**ASSIGNMENT:**
Output the complete listing exactly.

**PROVIDED DATA:**
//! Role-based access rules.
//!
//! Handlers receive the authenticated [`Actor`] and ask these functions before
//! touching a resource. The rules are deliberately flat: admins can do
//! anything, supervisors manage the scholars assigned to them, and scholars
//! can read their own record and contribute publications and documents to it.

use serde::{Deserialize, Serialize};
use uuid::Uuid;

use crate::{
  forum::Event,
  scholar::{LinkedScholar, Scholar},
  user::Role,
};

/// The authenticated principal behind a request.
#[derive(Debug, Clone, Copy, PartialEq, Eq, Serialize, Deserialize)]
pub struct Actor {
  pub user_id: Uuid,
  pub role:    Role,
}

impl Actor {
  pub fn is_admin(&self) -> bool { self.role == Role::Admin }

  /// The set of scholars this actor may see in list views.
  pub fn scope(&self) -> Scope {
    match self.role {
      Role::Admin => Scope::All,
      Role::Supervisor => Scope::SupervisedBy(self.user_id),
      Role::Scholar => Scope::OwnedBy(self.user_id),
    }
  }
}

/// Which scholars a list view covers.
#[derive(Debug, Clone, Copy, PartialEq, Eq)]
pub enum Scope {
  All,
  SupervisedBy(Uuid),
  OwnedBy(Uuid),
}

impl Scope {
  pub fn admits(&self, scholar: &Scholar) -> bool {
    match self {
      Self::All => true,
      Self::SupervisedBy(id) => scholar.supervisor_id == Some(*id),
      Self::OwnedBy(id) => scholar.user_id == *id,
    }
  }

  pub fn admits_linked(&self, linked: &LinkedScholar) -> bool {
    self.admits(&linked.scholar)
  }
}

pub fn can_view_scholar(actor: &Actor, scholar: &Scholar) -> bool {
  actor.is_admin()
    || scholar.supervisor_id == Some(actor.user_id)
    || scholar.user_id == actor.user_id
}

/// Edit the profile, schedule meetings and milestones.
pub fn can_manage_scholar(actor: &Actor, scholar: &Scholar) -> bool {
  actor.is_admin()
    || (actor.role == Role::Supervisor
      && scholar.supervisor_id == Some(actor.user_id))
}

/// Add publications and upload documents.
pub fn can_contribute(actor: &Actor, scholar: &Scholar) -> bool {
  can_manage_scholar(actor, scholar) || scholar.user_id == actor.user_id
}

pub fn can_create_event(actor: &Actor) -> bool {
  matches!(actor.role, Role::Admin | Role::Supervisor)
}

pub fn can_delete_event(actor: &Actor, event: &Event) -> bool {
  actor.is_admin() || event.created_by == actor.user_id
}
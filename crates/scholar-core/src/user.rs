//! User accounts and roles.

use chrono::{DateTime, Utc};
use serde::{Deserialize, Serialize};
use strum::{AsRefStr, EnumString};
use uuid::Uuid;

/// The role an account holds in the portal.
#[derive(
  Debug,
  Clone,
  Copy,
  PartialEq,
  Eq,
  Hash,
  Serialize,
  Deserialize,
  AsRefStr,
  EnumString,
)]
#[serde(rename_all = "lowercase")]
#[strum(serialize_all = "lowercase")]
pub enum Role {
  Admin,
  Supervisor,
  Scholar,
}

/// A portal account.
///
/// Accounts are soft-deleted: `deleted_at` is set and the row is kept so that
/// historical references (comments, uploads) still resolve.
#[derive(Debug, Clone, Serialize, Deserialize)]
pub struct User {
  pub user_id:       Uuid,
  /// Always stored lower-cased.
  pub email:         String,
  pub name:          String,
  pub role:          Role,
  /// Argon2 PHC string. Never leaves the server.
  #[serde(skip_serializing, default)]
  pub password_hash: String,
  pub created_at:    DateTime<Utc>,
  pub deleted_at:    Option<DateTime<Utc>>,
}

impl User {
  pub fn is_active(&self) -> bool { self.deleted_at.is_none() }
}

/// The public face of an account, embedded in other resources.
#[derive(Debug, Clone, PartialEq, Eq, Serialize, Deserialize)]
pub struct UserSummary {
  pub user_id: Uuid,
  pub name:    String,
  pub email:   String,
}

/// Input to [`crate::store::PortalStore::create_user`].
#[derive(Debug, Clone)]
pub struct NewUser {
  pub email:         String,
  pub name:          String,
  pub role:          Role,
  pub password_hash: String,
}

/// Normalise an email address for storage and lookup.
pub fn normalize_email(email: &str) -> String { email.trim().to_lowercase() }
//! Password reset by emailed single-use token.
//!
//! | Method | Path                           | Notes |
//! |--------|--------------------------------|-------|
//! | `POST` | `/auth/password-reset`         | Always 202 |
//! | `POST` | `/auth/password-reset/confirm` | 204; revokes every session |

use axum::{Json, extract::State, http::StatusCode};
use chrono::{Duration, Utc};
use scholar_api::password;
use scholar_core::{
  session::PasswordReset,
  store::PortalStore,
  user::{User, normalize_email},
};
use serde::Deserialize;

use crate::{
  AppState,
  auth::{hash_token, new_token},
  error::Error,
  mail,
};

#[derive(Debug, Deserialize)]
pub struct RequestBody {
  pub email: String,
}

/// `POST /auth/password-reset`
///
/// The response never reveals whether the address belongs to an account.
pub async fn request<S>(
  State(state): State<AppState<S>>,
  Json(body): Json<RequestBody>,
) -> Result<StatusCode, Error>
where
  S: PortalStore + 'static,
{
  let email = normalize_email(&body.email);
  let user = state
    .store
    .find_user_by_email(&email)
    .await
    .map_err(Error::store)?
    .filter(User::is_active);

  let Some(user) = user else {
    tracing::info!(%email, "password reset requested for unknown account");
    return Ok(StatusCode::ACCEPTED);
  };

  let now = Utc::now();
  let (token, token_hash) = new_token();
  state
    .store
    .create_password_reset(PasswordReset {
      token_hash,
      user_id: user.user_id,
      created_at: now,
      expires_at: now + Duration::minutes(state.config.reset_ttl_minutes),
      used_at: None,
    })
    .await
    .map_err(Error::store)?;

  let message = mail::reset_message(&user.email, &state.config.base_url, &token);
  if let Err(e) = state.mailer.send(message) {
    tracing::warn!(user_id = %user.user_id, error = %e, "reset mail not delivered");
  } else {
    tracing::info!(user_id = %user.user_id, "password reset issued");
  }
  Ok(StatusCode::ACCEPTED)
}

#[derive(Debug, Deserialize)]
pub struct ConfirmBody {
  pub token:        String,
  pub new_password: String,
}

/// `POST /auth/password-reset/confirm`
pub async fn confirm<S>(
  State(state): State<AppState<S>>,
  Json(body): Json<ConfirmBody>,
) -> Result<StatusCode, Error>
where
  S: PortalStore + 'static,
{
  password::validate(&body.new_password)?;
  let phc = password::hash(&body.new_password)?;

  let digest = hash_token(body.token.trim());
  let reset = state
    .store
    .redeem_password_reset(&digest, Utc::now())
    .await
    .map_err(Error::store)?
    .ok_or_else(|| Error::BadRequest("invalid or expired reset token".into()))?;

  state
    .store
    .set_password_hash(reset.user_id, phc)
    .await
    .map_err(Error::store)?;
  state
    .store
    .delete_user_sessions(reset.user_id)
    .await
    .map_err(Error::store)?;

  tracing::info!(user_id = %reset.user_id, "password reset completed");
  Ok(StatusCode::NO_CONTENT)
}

**RESPONSE TO THIS TASK:**
//! Role-based access rules.
//!
//! Handlers receive the authenticated [`Actor`] and ask these functions before
//! touching a resource. The rules are deliberately flat: admins can do
//! anything, supervisors manage the scholars assigned to them, and scholars
//! can read their own record and contribute publications and documents to it.

use serde::{Deserialize, Serialize};
use uuid::Uuid;

use crate::{
  forum::Event,
  scholar::{LinkedScholar, Scholar},
  user::Role,
};

/// The authenticated principal behind a request.
#[derive(Debug, Clone, Copy, PartialEq, Eq, Serialize, Deserialize)]
pub struct Actor {
  pub user_id: Uuid,
  pub role:    Role,
}

impl Actor {
  pub fn is_admin(&self) -> bool { self.role == Role::Admin }

  /// The set of scholars this actor may see in list views.
  pub fn scope(&self) -> Scope {
    match self.role {
      Role::Admin => Scope::All,
      Role::Supervisor => Scope::SupervisedBy(self.user_id),
      Role::Scholar => Scope::OwnedBy(self.user_id),
    }
  }
}

/// Which scholars a list view covers.
#[derive(Debug, Clone, Copy, PartialEq, Eq)]
pub enum Scope {
  All,
  SupervisedBy(Uuid),
  OwnedBy(Uuid),
}

impl Scope {
  pub fn admits(&self, scholar: &Scholar) -> bool {
    match self {
      Self::All => true,
      Self::SupervisedBy(id) => scholar.supervisor_id == Some(*id),
      Self::OwnedBy(id) => scholar.user_id == *id,
    }
  }

  pub fn admits_linked(&self, linked: &LinkedScholar) -> bool {
    self.admits(&linked.scholar)
  }
}

pub fn can_view_scholar(actor: &Actor, scholar: &Scholar) -> bool {
  actor.is_admin()
    || scholar.supervisor_id == Some(actor.user_id)
    || scholar.user_id == actor.user_id
}

/// Edit the profile, schedule meetings and milestones.
pub fn can_manage_scholar(actor: &Actor, scholar: &Scholar) -> bool {
  actor.is_admin()
    || (actor.role == Role::Supervisor
      && scholar.supervisor_id == Some(actor.user_id))
}

/// Add publications and upload documents.
pub fn can_contribute(actor: &Actor, scholar: &Scholar) -> bool {
  can_manage_scholar(actor, scholar) || scholar.user_id == actor.user_id
}

pub fn can_create_event(actor: &Actor) -> bool {
  matches!(actor.role, Role::Admin | Role::Supervisor)
}

pub fn can_delete_event(actor: &Actor, event: &Event) -> bool {
  actor.is_admin() || event.created_by == actor.user_id
}
filename crates/scholar-core/src/user.rs
//! User accounts and roles.

use chrono::{DateTime, Utc};
use serde::{Deserialize, Serialize};
use strum::{AsRefStr, EnumString};
use uuid::Uuid;

/// The role an account holds in the portal.
#[derive(
  Debug,
  Clone,
  Copy,
  PartialEq,
  Eq,
  Hash,
  Serialize,
  Deserialize,
  AsRefStr,
  EnumString,
)]
#[serde(rename_all = "lowercase")]
#[strum(serialize_all = "lowercase")]
pub enum Role {
  Admin,
  Supervisor,
  Scholar,
}

/// A portal account.
///
/// Accounts are soft-deleted: `deleted_at` is set and the row is kept so that
/// historical references (comments, uploads) still resolve.
#[derive(Debug, Clone, Serialize, Deserialize)]
pub struct User {
  pub user_id:       Uuid,
  /// Always stored lower-cased.
  pub email:         String,
  pub name:          String,
  pub role:          Role,
  /// Argon2 PHC string. Never leaves the server.
  #[serde(skip_serializing, default)]
  pub password_hash: String,
  pub created_at:    DateTime<Utc>,
  pub deleted_at:    Option<DateTime<Utc>>,
}

impl User {
  pub fn is_active(&self) -> bool { self.deleted_at.is_none() }
}

/// The public face of an account, embedded in other resources.
#[derive(Debug, Clone, PartialEq, Eq, Serialize, Deserialize)]
pub struct UserSummary {
  pub user_id: Uuid,
  pub name:    String,
  pub email:   String,
}

/// Input to [`crate::store::PortalStore::create_user`].
#[derive(Debug, Clone)]
pub struct NewUser {
  pub email:         String,
  pub name:          String,
  pub role:          Role,
  pub password_hash: String,
}

/// Normalise an email address for storage and lookup.
pub fn normalize_email(email: &str) -> String { email.trim().to_lowercase() }
//! Password reset by emailed single-use token.
//!
//! | Method | Path                           | Notes |
//! |--------|--------------------------------|-------|
//! | `POST` | `/auth/password-reset`         | Always 202 |
//! | `POST` | `/auth/password-reset/confirm` | 204; revokes every session |

use axum::{Json, extract::State, http::StatusCode};
use chrono::{Duration, Utc};
use scholar_api::password;
use scholar_core::{
  session::PasswordReset,
  store::PortalStore,
  user::{User, normalize_email},
};
use serde::Deserialize;

use crate::{
  AppState,
  auth::{hash_token, new_token},
  error::Error,
  mail,
};

#[derive(Debug, Deserialize)]
pub struct RequestBody {
  pub email: String,
}

/// `POST /auth/password-reset`
///
/// The response never reveals whether the address belongs to an account.
pub async fn request<S>(
  State(state): State<AppState<S>>,
  Json(body): Json<RequestBody>,
) -> Result<StatusCode, Error>
where
  S: PortalStore + 'static,
{
  let email = normalize_email(&body.email);
  let user = state
    .store
    .find_user_by_email(&email)
    .await
    .map_err(Error::store)?
    .filter(User::is_active);

  let Some(user) = user else {
    tracing::info!(%email, "password reset requested for unknown account");
    return Ok(StatusCode::ACCEPTED);
  };

  let now = Utc::now();
  let (token, token_hash) = new_token();
  state
    .store
    .create_password_reset(PasswordReset {
      token_hash,
      user_id: user.user_id,
      created_at: now,
      expires_at: now + Duration::minutes(state.config.reset_ttl_minutes),
      used_at: None,
    })
    .await
    .map_err(Error::store)?;

  let message = mail::reset_message(&user.email, &state.config.base_url, &token);
  if let Err(e) = state.mailer.send(message) {
    tracing::warn!(user_id = %user.user_id, error = %e, "reset mail not delivered");
  } else {
    tracing::info!(user_id = %user.user_id, "password reset issued");
  }
  Ok(StatusCode::ACCEPTED)
}

#[derive(Debug, Deserialize)]
pub struct ConfirmBody {
  pub token:        String,
  pub new_password: String,
}

/// `POST /auth/password-reset/confirm`
pub async fn confirm<S>(
  State(state): State<AppState<S>>,
  Json(body): Json<ConfirmBody>,
) -> Result<StatusCode, Error>
where
  S: PortalStore + 'static,
{
  password::validate(&body.new_password)?;
  let phc = password::hash(&body.new_password)?;

  let digest = hash_token(body.token.trim());
  let reset = state
    .store
    .redeem_password_reset(&digest, Utc::now())
    .await
    .map_err(Error::store)?
    .ok_or_else(|| Error::BadRequest("invalid or expired reset token".into()))?;

  state
    .store
    .set_password_hash(reset.user_id, phc)
    .await
    .map_err(Error::store)?;
  state
    .store
    .delete_user_sessions(reset.user_id)
    .await
    .map_err(Error::store)?;

  tracing::info!(user_id = %reset.user_id, "password reset completed");
  Ok(StatusCode::NO_CONTENT)
}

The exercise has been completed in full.